#### Saved data entries
=== Begin Enclosure ===

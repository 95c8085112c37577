//! Convenience layer for assembling compilation units.
//!
//! The host's parser is out of scope here; hosts (and our own tests) build
//! units through this API instead. Spans are synthesized as a monotonically
//! increasing cursor so every node gets a distinct, ordered location.

use graft_common::{Atom, Span};

use crate::arena::{NodeArena, ParseState};
use crate::node::*;
use crate::node_flags::NodeFlags;

pub struct UnitBuilder {
    arena: NodeArena,
    unit: NodeIndex,
    cursor: u32,
}

impl UnitBuilder {
    pub fn new(file_name: &str, package_name: &str) -> UnitBuilder {
        let mut arena = NodeArena::new();
        let package = if package_name.is_empty() {
            Atom::NONE
        } else {
            arena.intern(package_name)
        };
        let unit = arena.add_compilation_unit(file_name, package, Span::EMPTY);
        UnitBuilder {
            arena,
            unit,
            cursor: 0,
        }
    }

    pub fn unit(&self) -> NodeIndex {
        self.unit
    }

    pub fn arena(&self) -> &NodeArena {
        &self.arena
    }

    pub fn arena_mut(&mut self) -> &mut NodeArena {
        &mut self.arena
    }

    pub fn finish(mut self) -> (NodeArena, NodeIndex) {
        let end = self.cursor;
        if let Some(node) = self.arena.get_mut(self.unit) {
            node.span = Span::new(0, end);
        }
        (self.arena, self.unit)
    }

    pub fn outline_parse(mut self) -> UnitBuilder {
        self.arena.set_parse_state(ParseState::Outline);
        self
    }

    fn next_span(&mut self) -> Span {
        let start = self.cursor;
        self.cursor += 4;
        Span::new(start, start + 4)
    }

    pub fn intern(&mut self, text: &str) -> Atom {
        self.arena.intern(text)
    }

    // ---- declarations ----

    pub fn import(&mut self, qualified: &str, wildcard: bool) -> NodeIndex {
        let span = self.next_span();
        let atom = self.arena.intern(qualified);
        let import = self.arena.add_import(atom, wildcard, span);
        if let Some(unit) = self.arena.get_unit_mut(self.unit) {
            unit.imports.push(import);
        }
        import
    }

    pub fn class(&mut self, name: &str) -> NodeIndex {
        let span = self.next_span();
        let atom = self.arena.intern(name);
        let decl = self.arena.add_type_decl(atom, span);
        if let Some(unit) = self.arena.get_unit_mut(self.unit) {
            unit.types.push(decl);
        }
        decl
    }

    pub fn nested_class(&mut self, enclosing: NodeIndex, name: &str) -> NodeIndex {
        let span = self.next_span();
        let atom = self.arena.intern(name);
        let decl = self.arena.add_type_decl(atom, span);
        if let Some(data) = self.arena.get_type_decl_mut(decl) {
            data.enclosing = enclosing;
        }
        decl
    }

    pub fn extends(&mut self, type_decl: NodeIndex, superclass: &str) {
        let super_ref = self.named_ref(superclass);
        if let Some(data) = self.arena.get_type_decl_mut(type_decl) {
            data.extends = super_ref;
        }
    }

    pub fn field(&mut self, type_decl: NodeIndex, name: &str, type_ref: NodeIndex) -> NodeIndex {
        let span = self.next_span();
        let atom = self.arena.intern(name);
        let field = self.arena.add_field(atom, type_ref, NodeIndex::NONE, span);
        if let Some(data) = self.arena.get_type_decl_mut(type_decl) {
            data.fields.push(field);
        }
        field
    }

    pub fn field_with_init(
        &mut self,
        type_decl: NodeIndex,
        name: &str,
        type_ref: NodeIndex,
        initializer: NodeIndex,
    ) -> NodeIndex {
        let field = self.field(type_decl, name, type_ref);
        if let Some(var) = self.arena.get_variable_mut(field) {
            var.initializer = initializer;
        }
        field
    }

    pub fn method(
        &mut self,
        type_decl: NodeIndex,
        name: &str,
        return_type: NodeIndex,
        body: NodeIndex,
    ) -> NodeIndex {
        let span = self.next_span();
        let atom = self.arena.intern(name);
        let method = self.arena.add_method(atom, return_type, body, span);
        if let Some(data) = self.arena.get_type_decl_mut(type_decl) {
            data.methods.push(method);
        }
        method
    }

    pub fn constructor(&mut self, type_decl: NodeIndex, body: NodeIndex) -> NodeIndex {
        let name = match self.arena.get_type_decl(type_decl) {
            Some(data) => data.name,
            None => Atom::NONE,
        };
        let span = self.next_span();
        let method = self.arena.add_method(name, NodeIndex::NONE, body, span);
        self.arena.set_flags(method, NodeFlags::CONSTRUCTOR);
        if let Some(data) = self.arena.get_type_decl_mut(type_decl) {
            data.methods.push(method);
        }
        method
    }

    /// The no-arg constructor the host synthesizes for a class that
    /// declares none.
    pub fn default_constructor(&mut self, type_decl: NodeIndex) -> NodeIndex {
        let body = self.block(vec![]);
        let ctor = self.constructor(type_decl, body);
        self.arena
            .set_flags(ctor, NodeFlags::DEFAULT_CONSTRUCTOR | NodeFlags::PUBLIC);
        ctor
    }

    pub fn parameter(&mut self, method: NodeIndex, name: &str, type_ref: NodeIndex) -> NodeIndex {
        let span = self.next_span();
        let atom = self.arena.intern(name);
        let param = self.arena.add_parameter(atom, type_ref, span);
        if let Some(data) = self.arena.get_method_mut(method) {
            data.parameters.push(param);
        }
        param
    }

    pub fn modifiers(&mut self, node: NodeIndex, flags: NodeFlags) {
        self.arena.set_flags(node, flags);
    }

    // ---- annotations ----

    pub fn annotate(&mut self, target: NodeIndex, written_type: &str) -> NodeIndex {
        let type_ref = self.named_ref(written_type);
        let span = self.next_span();
        let annotation = self.arena.add_annotation(type_ref, span);
        match self.arena.kind(target) {
            Some(SyntaxKind::TypeDecl) => {
                if let Some(data) = self.arena.get_type_decl_mut(target) {
                    data.annotations.push(annotation);
                }
            }
            Some(SyntaxKind::MethodDecl) => {
                if let Some(data) = self.arena.get_method_mut(target) {
                    data.annotations.push(annotation);
                }
            }
            Some(SyntaxKind::FieldDecl) | Some(SyntaxKind::Parameter) | Some(SyntaxKind::LocalDecl) => {
                if let Some(data) = self.arena.get_variable_mut(target) {
                    data.annotations.push(annotation);
                }
            }
            _ => {}
        }
        annotation
    }

    pub fn annotation_arg(&mut self, annotation: NodeIndex, name: &str, value: NodeIndex) -> NodeIndex {
        let span = self.next_span();
        let atom = if name.is_empty() {
            Atom::NONE
        } else {
            self.arena.intern(name)
        };
        let arg = self.arena.add_annotation_arg(atom, value, span);
        if let Some(data) = self.arena.get_annotation_mut(annotation) {
            data.args.push(arg);
        }
        arg
    }

    /// Mark an annotation as already resolved by the host's binder.
    pub fn resolve_annotation(&mut self, annotation: NodeIndex, fqn: &str) {
        let atom = self.arena.intern(fqn);
        if let Some(data) = self.arena.get_annotation_mut(annotation) {
            data.resolved_fqn = atom;
        }
    }

    // ---- type references ----

    pub fn named_ref(&mut self, dotted: &str) -> NodeIndex {
        let span = self.next_span();
        let segments: Vec<Atom> = dotted.split('.').map(|s| self.arena.intern(s)).collect();
        self.arena.add_named_type_ref(segments, NodeList::new(), span)
    }

    pub fn primitive(&mut self, primitive: Primitive) -> NodeIndex {
        let span = self.next_span();
        self.arena.add_primitive_type_ref(primitive, span)
    }

    pub fn array_of(&mut self, element: NodeIndex) -> NodeIndex {
        let span = self.next_span();
        self.arena.add_array_type_ref(element, span)
    }

    // ---- statements ----

    pub fn block(&mut self, statements: Vec<NodeIndex>) -> NodeIndex {
        let span = self.next_span();
        self.arena.add_block(NodeList::of(statements), span)
    }

    pub fn local(&mut self, name: &str, type_ref: NodeIndex, initializer: NodeIndex) -> NodeIndex {
        let span = self.next_span();
        let atom = self.arena.intern(name);
        self.arena.add_local(atom, type_ref, initializer, span)
    }

    pub fn expr_stmt(&mut self, expression: NodeIndex) -> NodeIndex {
        let span = self.next_span();
        self.arena.add_expression_statement(expression, span)
    }

    pub fn return_stmt(&mut self, expression: NodeIndex) -> NodeIndex {
        let span = self.next_span();
        self.arena.add_return(expression, span)
    }

    // ---- expressions ----

    pub fn ident(&mut self, name: &str) -> NodeIndex {
        let span = self.next_span();
        let atom = self.arena.intern(name);
        self.arena.add_identifier(atom, span)
    }

    /// Dotted access chain, e.g. `sys.io.Streams.close`.
    pub fn select(&mut self, dotted: &str) -> NodeIndex {
        let span = self.next_span();
        let mut parts = dotted.split('.');
        let first = parts.next().unwrap_or_default();
        let first_atom = self.arena.intern(first);
        let mut expr = self.arena.add_identifier(first_atom, span);
        for part in parts {
            let atom = self.arena.intern(part);
            expr = self.arena.add_select(expr, atom, span);
        }
        expr
    }

    pub fn call(&mut self, callee: NodeIndex, args: Vec<NodeIndex>) -> NodeIndex {
        let span = self.next_span();
        self.arena.add_call(callee, NodeList::of(args), span)
    }

    pub fn lit_int(&mut self, value: i64) -> NodeIndex {
        let span = self.next_span();
        self.arena.add_literal(LiteralValue::Int(value), span)
    }

    pub fn lit_bool(&mut self, value: bool) -> NodeIndex {
        let span = self.next_span();
        self.arena.add_literal(LiteralValue::Bool(value), span)
    }

    pub fn lit_str(&mut self, value: &str) -> NodeIndex {
        let span = self.next_span();
        self.arena
            .add_literal(LiteralValue::Str(value.to_string()), span)
    }

    pub fn lit_null(&mut self) -> NodeIndex {
        let span = self.next_span();
        self.arena.add_literal(LiteralValue::Null, span)
    }

    pub fn array_literal(&mut self, elements: Vec<NodeIndex>) -> NodeIndex {
        let span = self.next_span();
        self.arena.add_array_literal(NodeList::of(elements), span)
    }

    pub fn class_literal(&mut self, dotted: &str) -> NodeIndex {
        let type_ref = self.named_ref(dotted);
        let span = self.next_span();
        self.arena.add_class_literal(type_ref, span)
    }
}

#[cfg(test)]
mod tests {
    use super::*;

    #[test]
    fn builds_a_unit_with_one_class() {
        let mut b = UnitBuilder::new("Point.java", "demo");
        let class = b.class("Point");
        let int_ty = b.primitive(Primitive::Int);
        b.field(class, "x", int_ty);
        let (arena, unit) = b.finish();

        let unit_data = arena.get_unit(unit).unwrap();
        assert_eq!(unit_data.types.len(), 1);
        let decl = arena.get_type_decl(class).unwrap();
        assert_eq!(arena.resolve_atom(decl.name), "Point");
        assert_eq!(decl.fields.len(), 1);
    }

    #[test]
    fn annotation_attaches_to_local() {
        let mut b = UnitBuilder::new("T.java", "demo");
        let res_ty = b.named_ref("Resource");
        let open = b.ident("open");
        let init = b.call(open, vec![]);
        let local = b.local("r", res_ty, init);
        let ann = b.annotate(local, "Cleanup");
        let (arena, _) = b.finish();

        let var = arena.get_variable(local).unwrap();
        assert_eq!(var.annotations.nodes.as_slice(), &[ann]);
    }

    #[test]
    fn spans_are_monotonic() {
        let mut b = UnitBuilder::new("T.java", "demo");
        let a = b.class("A");
        let c = b.class("C");
        let (arena, _) = b.finish();
        let sa = arena.get(a).unwrap().span;
        let sc = arena.get(c).unwrap().span;
        assert!(sa.end <= sc.start);
    }
}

=== End Enclosure ===

#### WORK TO BE COMPLETED
Find and copy each line above holding "cursor".

#### TASK RESPONSE
//! increasing cursor so every node gets a distinct, ordered location.
    cursor: u32,
            cursor: 0,
        let end = self.cursor;
        let start = self.cursor;
        self.cursor += 4;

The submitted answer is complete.